The lease dispute rules:
31. In the written lease agreement, the parties agreed that the commercial lease dispute rules of the Tribunal for Commercial Property (“the lease dispute rules”) would apply to the arbitration. The following relevant rules are emphasized:
“1.1 The purpose of these Rules is to give effect to the procedure and process of the arbitration and to allow for expedited resolution of disputes and are not aimed to create obstructions to the process of justice and should be interpreted and/or applied with these traits as primary objective and purpose …
…
10. The arbitrator shall be entitled to, at the request of any of the Parties to the Arbitration, to abbreviate or curtail any time period laid down in the Rules and to conduct the arbitration on an expedited basis, which discretion the Arbitrator shall be entitled to exercise after affording the Parties an opportunity to make representations, either in writing or orally in this regard. The ruling or award made by the Arbitrator in this regard shall be final and binding on the Parties. In exercising the discretion the Arbitrator shall however comply with the requirements of the arbitration shall be conducted in a just and fair manner to all Parties …
…
22.1 The Arbitrator shall proceed with the arbitration within the shortest time as practicable in the circumstances.
…
22.3 The Arbitrator shall act in an inquisitorial manner and shall therefore conduct the hearing in accordance to the principles relating to an inquisitorial hearing, which authority of the Arbitrator shall include but not be limited to: …
…
27.2 The Arbitrator in his/her sole discretion shall decide any issues raised by any of the parties relating to procedural and interlocutory matters.
27.3 The Arbitrator shall furthermore be clothed with the same powers as accorded to a Judge of the High Court of the Republic of South Africa.
…
33.1 Within 5 (five) days after the receipt of an award, a party, with notice to the other parties, may request the Arbitrator to correct in the award any error in computation, any clerical or typographical error, or any error or omission of a similar nature. If the Arbitrator determines that the request is justified, he/she shall make the correction within 10 (ten) days of receipt of the request.
33.2 The Arbitrator may within 5 (five) days after the delivery of the award make such corrections of his/her own initiative.
33.3 Such corrections shall be in writing, signed by the Arbitrator and shall form part of the award.
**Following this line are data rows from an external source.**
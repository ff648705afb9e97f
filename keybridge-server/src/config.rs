//! Server configuration module
//!
//! Handles loading configuration from environment variables with sensible
//! defaults. The relying-party identity and the challenge TTL are supplied
//! here, never re-derived by the ceremony engine.

use std::net::SocketAddr;

/// Server configuration loaded from environment variables
#[derive(Debug, Clone)]
pub struct Config {
    /// Server port (default: 3030)
    pub port: u16,
    /// Server host (default: 127.0.0.1)
    pub host: [u8; 4],
    /// Relying party display name
    pub rp_name: String,
    /// Relying party id (a domain name)
    pub rp_id: String,
    /// Relying party origin (full origin URL the browser reports)
    pub rp_origin: String,
    /// Challenge validity window in seconds (default: 300)
    pub challenge_ttl_secs: u64,
    /// Accept authenticators that always report a zero counter
    pub accept_counterless: bool,
    /// Allowed CORS origins; None = allow all (dev mode)
    pub allowed_origins: Option<Vec<String>>,
    /// Request body limit in KB (default: 256 - ceremony payloads are small)
    pub body_limit_kb: usize,
    /// Request timeout in seconds (default: 30)
    pub timeout_secs: u64,
    /// Enable rate limiting (default: false for tests, true when loaded from env)
    pub rate_limit_enabled: bool,
    /// Rate limit: requests per second (default: 10)
    pub rate_limit_per_sec: u64,
    /// Rate limit: burst size (default: 20)
    pub rate_limit_burst: u32,
    /// PostgreSQL URL; unset = in-memory credential storage
    pub database_url: Option<String>,
    /// HMAC secret for the bridge token carrying the customer id
    pub bridge_token_secret: String,
    /// Storefront login-token configuration
    pub storefront: StorefrontConfig,
}

/// Commerce-platform settings needed to mint the customer login token.
#[derive(Debug, Clone)]
pub struct StorefrontConfig {
    /// Base URL of the storefront the login redirect points at
    pub store_url: String,
    /// Platform store hash
    pub store_hash: String,
    /// API client id (login token issuer)
    pub client_id: String,
    /// API client secret (login token signing key)
    pub client_secret: String,
    /// Sales channel id (default: 1)
    pub channel_id: i64,
}

impl Default for Config {
    fn default() -> Self {
        Self {
            port: 3030,
            host: [127, 0, 0, 1],
            rp_name: "Keybridge Demo Store".to_string(),
            rp_id: "localhost".to_string(),
            rp_origin: "http://localhost:3000".to_string(),
            challenge_ttl_secs: 300,
            accept_counterless: true,
            allowed_origins: None, // None = allow all (dev mode)
            body_limit_kb: 256,
            timeout_secs: 30,
            rate_limit_enabled: false, // Disabled by default (for tests)
            rate_limit_per_sec: 10,
            rate_limit_burst: 20,
            database_url: None,
            bridge_token_secret: "dev-secret-change-me".to_string(),
            storefront: StorefrontConfig {
                store_url: "https://store.example.com".to_string(),
                store_hash: "hash000".to_string(),
                client_id: "client-id".to_string(),
                client_secret: "client-secret".to_string(),
                channel_id: 1,
            },
        }
    }
}

impl Config {
    /// Load configuration from environment variables
    pub fn from_env() -> Self {
        let defaults = Self::default();

        let port = env_parse("PORT", defaults.port);
        let host = std::env::var("HOST")
            .ok()
            .map(|h| if h == "0.0.0.0" { [0, 0, 0, 0] } else { [127, 0, 0, 1] })
            .unwrap_or(defaults.host);

        let rp_name = env_or("RP_NAME", &defaults.rp_name);
        let rp_id = env_or("RP_ID", &defaults.rp_id);
        let rp_origin = env_or("RP_ORIGIN", &defaults.rp_origin);

        // Default CORS to the storefront origin; ALLOWED_ORIGINS widens it.
        let allowed_origins = std::env::var("ALLOWED_ORIGINS")
            .ok()
            .map(|origins| {
                origins
                    .split(',')
                    .map(|s| s.trim().to_string())
                    .filter(|s| !s.is_empty())
                    .collect()
            })
            .or_else(|| Some(vec![rp_origin.clone()]));

        let rate_limit_enabled = std::env::var("RATE_LIMIT_ENABLED")
            .map(|v| v.to_lowercase() != "false")
            .unwrap_or(true);

        Self {
            port,
            host,
            rp_name,
            rp_id,
            rp_origin,
            challenge_ttl_secs: env_parse("CHALLENGE_TTL_SECS", defaults.challenge_ttl_secs),
            accept_counterless: std::env::var("ACCEPT_COUNTERLESS")
                .map(|v| v.to_lowercase() != "false")
                .unwrap_or(defaults.accept_counterless),
            allowed_origins,
            body_limit_kb: env_parse("BODY_LIMIT_KB", defaults.body_limit_kb),
            timeout_secs: env_parse("REQUEST_TIMEOUT_SECS", defaults.timeout_secs),
            rate_limit_enabled,
            rate_limit_per_sec: env_parse("RATE_LIMIT_PER_SEC", defaults.rate_limit_per_sec),
            rate_limit_burst: env_parse("RATE_LIMIT_BURST", defaults.rate_limit_burst),
            database_url: std::env::var("DATABASE_URL").ok().filter(|v| !v.is_empty()),
            bridge_token_secret: env_or("BRIDGE_TOKEN_SECRET", &defaults.bridge_token_secret),
            storefront: StorefrontConfig {
                store_url: env_or("STORE_URL", &defaults.storefront.store_url),
                store_hash: env_or("STORE_HASH", &defaults.storefront.store_hash),
                client_id: env_or("STORE_CLIENT_ID", &defaults.storefront.client_id),
                client_secret: env_or("STORE_CLIENT_SECRET", &defaults.storefront.client_secret),
                channel_id: env_parse("STORE_CHANNEL_ID", defaults.storefront.channel_id),
            },
        }
    }

    /// Get socket address from config
    pub fn socket_addr(&self) -> SocketAddr {
        SocketAddr::from((self.host, self.port))
    }
}

fn env_or(key: &str, default: &str) -> String {
    std::env::var(key).unwrap_or_else(|_| default.to_string())
}

fn env_parse<T: std::str::FromStr>(key: &str, default: T) -> T {
    std::env::var(key)
        .ok()
        .and_then(|v| v.parse().ok())
        .unwrap_or(default)
}

#[cfg(test)]
mod tests {
    use super::*;

    #[test]
    fn default_config_is_test_friendly() {
        let config = Config::default();
        assert_eq!(config.port, 3030);
        assert!(!config.rate_limit_enabled);
        assert!(config.database_url.is_none());
        assert_eq!(config.challenge_ttl_secs, 300);
        assert!(config.accept_counterless);
    }

    #[test]
    fn socket_addr_combines_host_and_port() {
        let config = Config::default();
        assert_eq!(config.socket_addr().to_string(), "127.0.0.1:3030");
    }
}
//! Authenticator data parsing
//!
//! Layout per the WebAuthn spec: 32-byte rpIdHash, 1 flag byte, 4-byte
//! big-endian counter, then (when the AT flag is set) the attested
//! credential data: 16-byte AAGUID, 2-byte id length, the credential id,
//! and the COSE public key as a CBOR map. Extensions may trail the key, so
//! the key's byte length has to be measured by CBOR decoding, not assumed.

const FLAG_UP: u8 = 1 << 0;
const FLAG_UV: u8 = 1 << 2;
const FLAG_AT: u8 = 1 << 6;

#[derive(Debug, thiserror::Error)]
pub enum AuthDataError {
    #[error("authenticator data truncated ({0} bytes)")]
    Truncated(usize),
    #[error("attested credential data malformed")]
    BadAttestedCredential,
}

/// Attested credential data present in registration responses.
#[derive(Debug, Clone)]
pub struct AttestedCredentialData {
    pub aaguid: [u8; 16],
    pub credential_id: Vec<u8>,
    /// Raw COSE_Key CBOR, exactly as the authenticator produced it. This is
    /// what the credential store persists.
    pub public_key: Vec<u8>,
}

#[derive(Debug, Clone)]
pub struct AuthenticatorData {
    pub rp_id_hash: [u8; 32],
    pub flags: u8,
    pub counter: u32,
    pub attested_credential: Option<AttestedCredentialData>,
}

impl AuthenticatorData {
    pub fn parse(bytes: &[u8]) -> Result<Self, AuthDataError> {
        if bytes.len() < 37 {
            return Err(AuthDataError::Truncated(bytes.len()));
        }

        let mut rp_id_hash = [0u8; 32];
        rp_id_hash.copy_from_slice(&bytes[..32]);
        let flags = bytes[32];
        let counter = u32::from_be_bytes(
            bytes[33..37]
                .try_into()
                .map_err(|_| AuthDataError::Truncated(bytes.len()))?,
        );

        let attested_credential = if flags & FLAG_AT != 0 {
            let rest = &bytes[37..];
            if rest.len() < 18 {
                return Err(AuthDataError::BadAttestedCredential);
            }
            let mut aaguid = [0u8; 16];
            aaguid.copy_from_slice(&rest[..16]);
            let id_len = u16::from_be_bytes(
                rest[16..18]
                    .try_into()
                    .map_err(|_| AuthDataError::BadAttestedCredential)?,
            ) as usize;
            if rest.len() < 18 + id_len {
                return Err(AuthDataError::BadAttestedCredential);
            }
            let credential_id = rest[18..18 + id_len].to_vec();
            let key_region = &rest[18 + id_len..];
            let key_len =
                cbor_item_len(key_region).ok_or(AuthDataError::BadAttestedCredential)?;
            let public_key = key_region[..key_len].to_vec();

            Some(AttestedCredentialData {
                aaguid,
                credential_id,
                public_key,
            })
        } else {
            None
        };

        Ok(Self {
            rp_id_hash,
            flags,
            counter,
            attested_credential,
        })
    }

    pub fn user_present(&self) -> bool {
        self.flags & FLAG_UP != 0
    }

    pub fn user_verified(&self) -> bool {
        self.flags & FLAG_UV != 0
    }
}

/// Byte length of the first CBOR item in `bytes`. The deserializer consumes
/// exactly one item, so the remaining reader length gives the boundary.
fn cbor_item_len(bytes: &[u8]) -> Option<usize> {
    let mut reader = bytes;
    let _: ciborium::Value = ciborium::de::from_reader(&mut reader).ok()?;
    Some(bytes.len() - reader.len())
}

#[cfg(test)]
mod tests {
    use sha2::{Digest, Sha256};

    use super::*;

    fn build(flags: u8, counter: u32, attested: Option<(&[u8], &[u8])>) -> Vec<u8> {
        let mut data = Vec::new();
        data.extend_from_slice(&Sha256::digest(b"shop.example"));
        data.push(flags);
        data.extend_from_slice(&counter.to_be_bytes());
        if let Some((cred_id, cose_key)) = attested {
            data.extend_from_slice(&[0u8; 16]);
            data.extend_from_slice(&(cred_id.len() as u16).to_be_bytes());
            data.extend_from_slice(cred_id);
            data.extend_from_slice(cose_key);
        }
        data
    }

    fn tiny_cose_map() -> Vec<u8> {
        let map = ciborium::Value::Map(vec![(
            ciborium::Value::Integer(1.into()),
            ciborium::Value::Integer(2.into()),
        )]);
        let mut out = Vec::new();
        ciborium::ser::into_writer(&map, &mut out).unwrap();
        out
    }

    #[test]
    fn parses_assertion_data_without_attested_credential() {
        let raw = build(FLAG_UP | FLAG_UV, 7, None);
        let parsed = AuthenticatorData::parse(&raw).unwrap();

        assert_eq!(parsed.counter, 7);
        assert!(parsed.user_present());
        assert!(parsed.user_verified());
        assert!(parsed.attested_credential.is_none());
    }

    #[test]
    fn parses_attested_credential_with_trailing_bytes_measured_by_cbor() {
        let cose = tiny_cose_map();
        let mut with_extensions = cose.clone();
        // a trailing extensions map must not leak into the key bytes
        with_extensions.extend_from_slice(&tiny_cose_map());

        let raw = build(
            FLAG_UP | FLAG_UV | FLAG_AT,
            0,
            Some((b"credential-id", &with_extensions)),
        );
        let parsed = AuthenticatorData::parse(&raw).unwrap();

        let attested = parsed.attested_credential.unwrap();
        assert_eq!(attested.credential_id, b"credential-id");
        assert_eq!(attested.public_key, cose);
    }

    #[test]
    fn rejects_truncated_input() {
        let raw = build(FLAG_UP, 0, None);
        let err = AuthenticatorData::parse(&raw[..20]).unwrap_err();
        assert!(matches!(err, AuthDataError::Truncated(20)));
    }

    #[test]
    fn rejects_credential_id_length_past_end() {
        let mut raw = build(FLAG_AT | FLAG_UP, 0, None);
        raw.extend_from_slice(&[0u8; 16]);
        raw.extend_from_slice(&u16::MAX.to_be_bytes());
        let err = AuthenticatorData::parse(&raw).unwrap_err();
        assert!(matches!(err, AuthDataError::BadAttestedCredential));
    }
}
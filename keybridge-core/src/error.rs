use thiserror::Error;

use crate::store::StoreError;

/// Everything a ceremony step can reject a client for.
///
/// All variants except [`CeremonyError::Store`] are recoverable from the
/// caller's perspective: the client restarts the ceremony or falls back to
/// its original login method. A store failure means the request must fail
/// outright rather than proceed as if verification succeeded.
#[derive(Debug, Error)]
pub enum CeremonyError {
    /// No outstanding challenge for this ceremony key. Covers both "never
    /// issued" and "past its TTL"; the ledger does not distinguish them.
    #[error("no outstanding challenge for this ceremony, or it has expired")]
    ChallengeExpired,

    /// The assertion referenced a credential id that was never registered.
    #[error("credential is not registered")]
    UnknownCredential,

    /// A registration response failed challenge, origin, relying-party,
    /// user-verification, or signature validation.
    #[error("attestation rejected: {0}")]
    AttestationInvalid(String),

    /// An authentication response failed challenge, origin, relying-party,
    /// user-verification, or signature validation.
    #[error("assertion rejected: {0}")]
    AssertionInvalid(String),

    /// The authenticator reported a counter that did not strictly increase.
    #[error("authenticator counter did not advance: stored {stored}, reported {reported}")]
    PossibleClonedCredential { stored: u32, reported: u32 },

    #[error(transparent)]
    Store(#[from] StoreError),
}

pub type Result<T> = std::result::Result<T, CeremonyError>;
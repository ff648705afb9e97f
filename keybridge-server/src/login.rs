//! Storefront login collaborator
//!
//! A successful authentication ceremony resolves a customer id; this module
//! turns it into the commerce platform's single-use customer-login token and
//! the redirect URL the storefront exchanges for a session. The ceremony
//! engine never sees any of this.

use std::time::{SystemTime, UNIX_EPOCH};

use jsonwebtoken::{encode, EncodingKey, Header};
use serde::Serialize;

use crate::config::StorefrontConfig;
use crate::error::ApiError;

#[derive(Debug, Serialize)]
struct LoginClaims {
    iss: String,
    iat: u64,
    jti: String,
    operation: &'static str,
    store_hash: String,
    customer_id: i64,
    channel_id: i64,
}

/// Build the single-use customer-login token.
pub fn build_login_token(customer_id: i64, store: &StorefrontConfig) -> Result<String, ApiError> {
    let iat = SystemTime::now()
        .duration_since(UNIX_EPOCH)
        .unwrap()
        .as_secs();

    let claims = LoginClaims {
        iss: store.client_id.clone(),
        iat,
        jti: uuid::Uuid::new_v4().to_string(),
        operation: "customer_login",
        store_hash: store.store_hash.clone(),
        customer_id,
        channel_id: store.channel_id,
    };

    encode(
        &Header::default(),
        &claims,
        &EncodingKey::from_secret(store.client_secret.as_bytes()),
    )
    .map_err(|err| ApiError::internal(format!("failed to build login token: {err}")))
}

/// Redirect URL that logs the customer into the storefront.
pub fn login_redirect_url(customer_id: i64, store: &StorefrontConfig) -> Result<String, ApiError> {
    let token = build_login_token(customer_id, store)?;
    Ok(format!(
        "{}/login/token/{}",
        store.store_url.trim_end_matches('/'),
        token
    ))
}
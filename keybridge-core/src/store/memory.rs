//! In-memory credential storage (development fallback)

use dashmap::DashMap;

use crate::types::UserId;

use super::Credential;

#[derive(Default)]
pub struct MemoryCredentialStore {
    credentials: DashMap<String, Credential>,
    /// user id -> credential ids owned by that user
    user_index: DashMap<UserId, Vec<String>>,
}

impl MemoryCredentialStore {
    pub fn new() -> Self {
        Self::default()
    }

    pub fn save(&self, credential: Credential) {
        // entry() holds the shard lock across the read-modify-write, so two
        // saves for the same user cannot drop each other's index entry.
        {
            let mut ids = self.user_index.entry(credential.user_id.clone()).or_default();
            if !ids.contains(&credential.id) {
                ids.push(credential.id.clone());
            }
        }
        self.credentials.insert(credential.id.clone(), credential);
    }

    pub fn get_by_id(&self, credential_id: &str) -> Option<Credential> {
        self.credentials
            .get(credential_id)
            .map(|entry| entry.value().clone())
    }

    pub fn get_by_user(&self, user_id: &UserId) -> Vec<Credential> {
        let ids = self
            .user_index
            .get(user_id)
            .map(|entry| entry.value().clone())
            .unwrap_or_default();
        ids.iter().filter_map(|id| self.get_by_id(id)).collect()
    }

    pub fn update_counter(&self, credential_id: &str, counter: u32) {
        if let Some(mut entry) = self.credentials.get_mut(credential_id) {
            entry.counter = counter;
        }
    }

    pub fn len(&self) -> usize {
        self.credentials.len()
    }

    pub fn is_empty(&self) -> bool {
        self.credentials.is_empty()
    }
}
//! Health check handlers
//!
//! Provides health and readiness endpoints for monitoring and orchestration.

use axum::{extract::State, Json};
use serde::Serialize;

use crate::state::AppState;

/// Health check response
#[derive(Serialize)]
pub struct HealthResponse {
    /// Service status
    pub status: &'static str,
    /// Server version from Cargo.toml
    pub version: &'static str,
    /// Service name
    pub service: &'static str,
    /// Whether credentials survive a restart
    pub persistent_storage: bool,
}

/// GET /health - Health check endpoint
#[utoipa::path(
    get,
    path = "/health",
    tag = "Health",
    responses(
        (status = 200, description = "Service status, version, and storage mode")
    )
)]
pub async fn health(State(state): State<AppState>) -> Json<HealthResponse> {
    Json(HealthResponse {
        status: "healthy",
        version: env!("CARGO_PKG_VERSION"),
        service: "keybridge-server",
        persistent_storage: state.engine.store().is_persistent(),
    })
}

/// Readiness response for orchestration probes
#[derive(Serialize)]
pub struct ReadyResponse {
    pub ready: bool,
}

/// GET /ready - readiness probe
#[utoipa::path(
    get,
    path = "/ready",
    tag = "Health",
    responses(
        (status = 200, description = "Service is ready to accept traffic")
    )
)]
pub async fn ready() -> Json<ReadyResponse> {
    Json(ReadyResponse { ready: true })
}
Such correction to the award shall be delivered by the Arbitrator to the parties and the Tribunal.
…
36.1 The Arbitrator shall, as part of the award or thereafter, make an award in respect of the costs.
36.2 In exercising his/her discretion, the Arbitrator may take into account such circumstances as he/she considers relevant, including but not limited to the success achieved by each of the parties and/or the extent to which each party has conducted the arbitration in an expeditious and cost-effective manner.
36.3 The Arbitrator may forthwith, as part of the award, fix, tax or settle the costs, and shall therefore include in the award, or in a separate award thereafter, an award for the amount of costs to be paid by any party to any other party in the arbitration proceedings on the scale as between attorney and own client. The Arbitrator shall determine the reasonableness of the costs.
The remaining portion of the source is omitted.